* [Brief]
Pull every line containing "accumulate" from the listing below.

* [Material for this exercise]
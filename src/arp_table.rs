//! ARP resolver.
//!
//! A fixed table of (IP, MAC, age) entries. Aging is driven by an explicit
//! `tick()` call from the driver, not by wall-clock reads inside this
//! module.

use crate::wire::{EthernetAddress, Ipv4Address};

/// Entries older than this many `tick()` calls are evicted (uIP's
/// `UIP_ARP_MAXAGE` — 20 ticks of 10s each).
pub const MAXAGE: u8 = 20;

#[derive(Debug, Clone, Copy)]
struct Entry {
    ip: Ipv4Address,
    mac: EthernetAddress,
    age: u8,
}

const UNSPECIFIED: Ipv4Address = Ipv4Address::new(0, 0, 0, 0);

impl Entry {
    const fn free() -> Entry {
        Entry {
            ip: UNSPECIFIED,
            mac: EthernetAddress([0; 6]),
            age: 0,
        }
    }

    fn is_free(&self) -> bool {
        self.ip == UNSPECIFIED
    }
}

/// Fixed-capacity IP->MAC table, generic over its capacity `N`.
#[derive(Debug, Clone)]
pub struct ArpCache<const N: usize> {
    entries: [Entry; N],
}

impl<const N: usize> Default for ArpCache<N> {
    fn default() -> Self {
        Self::new()
    }
}

impl<const N: usize> ArpCache<N> {
    pub const fn new() -> ArpCache<N> {
        ArpCache {
            entries: [Entry::free(); N],
        }
    }

    pub fn lookup(&self, ip: Ipv4Address) -> Option<EthernetAddress> {
        self.entries
            .iter()
            .find(|e| !e.is_free() && e.ip == ip)
            .map(|e| e.mac)
    }

    /// Insert or refresh the mapping for `ip`. If the table is full and `ip`
    /// is not already present, the oldest entry is evicted to make room —
    /// matches the aging design's intent and keeps this operation
    /// infallible.
    pub fn update(&mut self, ip: Ipv4Address, mac: EthernetAddress) {
        if ip == UNSPECIFIED {
            return;
        }
        if let Some(e) = self.entries.iter_mut().find(|e| !e.is_free() && e.ip == ip) {
            e.mac = mac;
            e.age = 0;
            return;
        }
        if let Some(slot) = self.entries.iter_mut().find(|e| e.is_free()) {
            *slot = Entry { ip, mac, age: 0 };
            return;
        }
        // table full: evict the oldest entry.
        if let Some(oldest) = self.entries.iter_mut().max_by_key(|e| e.age) {
            *oldest = Entry { ip, mac, age: 0 };
        }
    }

    /// Advance every entry's age by one tick and evict anything past MAXAGE.
    pub fn tick(&mut self) {
        for e in self.entries.iter_mut() {
            if e.is_free() {
                continue;
            }
            e.age = e.age.saturating_add(1);
            if e.age > MAXAGE {
                *e = Entry::free();
            }
        }
    }

    pub fn len(&self) -> usize {
        self.entries.iter().filter(|e| !e.is_free()).count()
    }

    pub fn is_empty(&self) -> bool {
        self.len() == 0
    }
}
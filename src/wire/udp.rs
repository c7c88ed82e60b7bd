use byteorder::{ByteOrder, NetworkEndian};

use super::ipv4::Address as Ipv4Address;
use super::{Error, IpProtocol, Result};
use crate::checksum;

mod field {
    use crate::wire::field::*;
    pub const SRC_PORT: Field = 0..2;
    pub const DST_PORT: Field = 2..4;
    pub const LENGTH: Field = 4..6;
    pub const CHECKSUM: Field = 6..8;
    pub const PAYLOAD: Rest = 8..;
}

pub const HEADER_LEN: usize = field::PAYLOAD.start;

/// A read/write wrapper around a UDP datagram buffer (RFC 768).
#[derive(Debug, PartialEq, Eq, Clone)]
pub struct Packet<T: AsRef<[u8]>> {
    buffer: T,
}

impl<T: AsRef<[u8]>> Packet<T> {
    pub const fn new_unchecked(buffer: T) -> Packet<T> {
        Packet { buffer }
    }

    pub fn new_checked(buffer: T) -> Result<Packet<T>> {
        let packet = Self::new_unchecked(buffer);
        packet.check_len()?;
        Ok(packet)
    }

    pub fn check_len(&self) -> Result<()> {
        let len = self.buffer.as_ref().len();
        if len < HEADER_LEN || len < self.len() as usize {
            Err(Error)
        } else {
            Ok(())
        }
    }

    pub fn src_port(&self) -> u16 {
        NetworkEndian::read_u16(&self.buffer.as_ref()[field::SRC_PORT])
    }

    pub fn dst_port(&self) -> u16 {
        NetworkEndian::read_u16(&self.buffer.as_ref()[field::DST_PORT])
    }

    pub fn len(&self) -> u16 {
        NetworkEndian::read_u16(&self.buffer.as_ref()[field::LENGTH])
    }

    pub fn checksum(&self) -> u16 {
        NetworkEndian::read_u16(&self.buffer.as_ref()[field::CHECKSUM])
    }

    pub fn payload(&self) -> &[u8] {
        let len = self.len() as usize;
        &self.buffer.as_ref()[field::PAYLOAD.start..len]
    }

    /// Verify the optional checksum against an IPv4 pseudo-header. A
    /// transmitted checksum of zero means "checksum not computed" (RFC 768)
    /// and is always accepted.
    pub fn verify_checksum_v4(&self, src: Ipv4Address, dst: Ipv4Address) -> bool {
        if self.checksum() == 0 {
            return true;
        }
        let data = &self.buffer.as_ref()[..self.len() as usize];
        let pseudo = checksum::pseudo_header_v4(
            &src.octets(),
            &dst.octets(),
            IpProtocol::Udp.into(),
            self.len(),
        );
        checksum::combine(&[pseudo, checksum::accumulate(data)]) == 0
    }
}

impl<T: AsRef<[u8]> + AsMut<[u8]>> Packet<T> {
    pub fn set_src_port(&mut self, value: u16) {
        NetworkEndian::write_u16(&mut self.buffer.as_mut()[field::SRC_PORT], value);
    }

    pub fn set_dst_port(&mut self, value: u16) {
        NetworkEndian::write_u16(&mut self.buffer.as_mut()[field::DST_PORT], value);
    }

    pub fn set_len(&mut self, value: u16) {
        NetworkEndian::write_u16(&mut self.buffer.as_mut()[field::LENGTH], value);
    }

    pub fn set_checksum(&mut self, value: u16) {
        NetworkEndian::write_u16(&mut self.buffer.as_mut()[field::CHECKSUM], value);
    }

    pub fn payload_mut(&mut self) -> &mut [u8] {
        let len = self.len() as usize;
        &mut self.buffer.as_mut()[field::PAYLOAD.start..len]
    }

    /// Compute and fill in the checksum. If the resulting ones'-complement sum
    /// would be the reserved "no checksum" value 0x0000, it is transmitted as
    /// 0xffff instead (RFC 768).
    pub fn fill_checksum_v4(&mut self, src: Ipv4Address, dst: Ipv4Address) {
        self.set_checksum(0);
        let len = self.len();
        let pseudo = checksum::pseudo_header_v4(&src.octets(), &dst.octets(), IpProtocol::Udp.into(), len);
        let data = checksum::accumulate(&self.buffer.as_mut()[..len as usize]);
        let sum = checksum::combine(&[pseudo, data]);
        self.set_checksum(if sum == 0 { 0xffff } else { sum });
    }
}

#[cfg(test)]
mod tests {
    use super::*;

    #[test]
    fn checksum_round_trip() {
        let payload = b"PING";
        let mut buf = [0u8; HEADER_LEN + 4];
        let mut p = Packet::new_unchecked(&mut buf[..]);
        p.set_src_port(1234);
        p.set_dst_port(7);
        p.set_len((HEADER_LEN + 4) as u16);
        p.payload_mut().copy_from_slice(payload);
        let src = Ipv4Address::new(192, 168, 1, 2);
        let dst = Ipv4Address::new(192, 168, 1, 50);
        p.fill_checksum_v4(src, dst);
        let p = Packet::new_checked(&buf[..]).unwrap();
        assert!(p.verify_checksum_v4(src, dst));
    }
}
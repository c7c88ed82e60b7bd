use byteorder::{ByteOrder, NetworkEndian};
use core::fmt;

use super::{Error, Result};
use crate::macros::enum_with_unknown;

/// A six-octet Ethernet II address.
#[derive(Debug, Hash, PartialEq, Eq, PartialOrd, Ord, Clone, Copy, Default)]
pub struct Address(pub [u8; 6]);

impl Address {
    pub const BROADCAST: Address = Address([0xff; 6]);

    pub fn from_bytes(data: &[u8]) -> Address {
        let mut bytes = [0u8; 6];
        bytes.copy_from_slice(data);
        Address(bytes)
    }

    pub const fn as_bytes(&self) -> &[u8] {
        &self.0
    }

    pub fn is_broadcast(&self) -> bool {
        *self == Self::BROADCAST
    }

    pub fn is_unicast(&self) -> bool {
        self.0[0] & 0x01 == 0
    }
}

impl fmt::Display for Address {
    fn fmt(&self, f: &mut fmt::Formatter) -> fmt::Result {
        let b = &self.0;
        write!(
            f,
            "{:02x}:{:02x}:{:02x}:{:02x}:{:02x}:{:02x}",
            b[0], b[1], b[2], b[3], b[4], b[5]
        )
    }
}

enum_with_unknown! {
    /// Ethernet II frame ethertype.
    pub enum EtherType(u16) {
        Ipv4 = 0x0800,
        Arp = 0x0806,
    }
}

mod field {
    use crate::wire::field::*;
    pub const DESTINATION: Field = 0..6;
    pub const SOURCE: Field = 6..12;
    pub const ETHERTYPE: Field = 12..14;
    pub const PAYLOAD: Rest = 14..;
}

pub const HEADER_LEN: usize = field::PAYLOAD.start;

/// A read/write wrapper around an Ethernet II frame buffer.
#[derive(Debug, PartialEq, Eq, Clone)]
pub struct Frame<T: AsRef<[u8]>> {
    buffer: T,
}

impl<T: AsRef<[u8]>> Frame<T> {
    pub const fn new_unchecked(buffer: T) -> Frame<T> {
        Frame { buffer }
    }

    pub fn new_checked(buffer: T) -> Result<Frame<T>> {
        let frame = Self::new_unchecked(buffer);
        frame.check_len()?;
        Ok(frame)
    }

    pub fn check_len(&self) -> Result<()> {
        if self.buffer.as_ref().len() < HEADER_LEN {
            Err(Error)
        } else {
            Ok(())
        }
    }

    pub fn into_inner(self) -> T {
        self.buffer
    }

    pub fn dst_addr(&self) -> Address {
        Address::from_bytes(&self.buffer.as_ref()[field::DESTINATION])
    }

    pub fn src_addr(&self) -> Address {
        Address::from_bytes(&self.buffer.as_ref()[field::SOURCE])
    }

    pub fn ethertype(&self) -> EtherType {
        let raw = NetworkEndian::read_u16(&self.buffer.as_ref()[field::ETHERTYPE]);
        EtherType::from(raw)
    }

    pub fn payload(&self) -> &[u8] {
        &self.buffer.as_ref()[field::PAYLOAD]
    }
}

impl<T: AsRef<[u8]> + AsMut<[u8]>> Frame<T> {
    pub fn set_dst_addr(&mut self, addr: Address) {
        self.buffer.as_mut()[field::DESTINATION].copy_from_slice(addr.as_bytes());
    }

    pub fn set_src_addr(&mut self, addr: Address) {
        self.buffer.as_mut()[field::SOURCE].copy_from_slice(addr.as_bytes());
    }

    pub fn set_ethertype(&mut self, value: EtherType) {
        NetworkEndian::write_u16(&mut self.buffer.as_mut()[field::ETHERTYPE], value.into());
    }

    pub fn payload_mut(&mut self) -> &mut [u8] {
        &mut self.buffer.as_mut()[field::PAYLOAD]
    }
}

* [Result of the task]
        checksum::combine(&[pseudo, checksum::accumulate(data)]) == 0
        let data = checksum::accumulate(&self.buffer.as_mut()[..len as usize]);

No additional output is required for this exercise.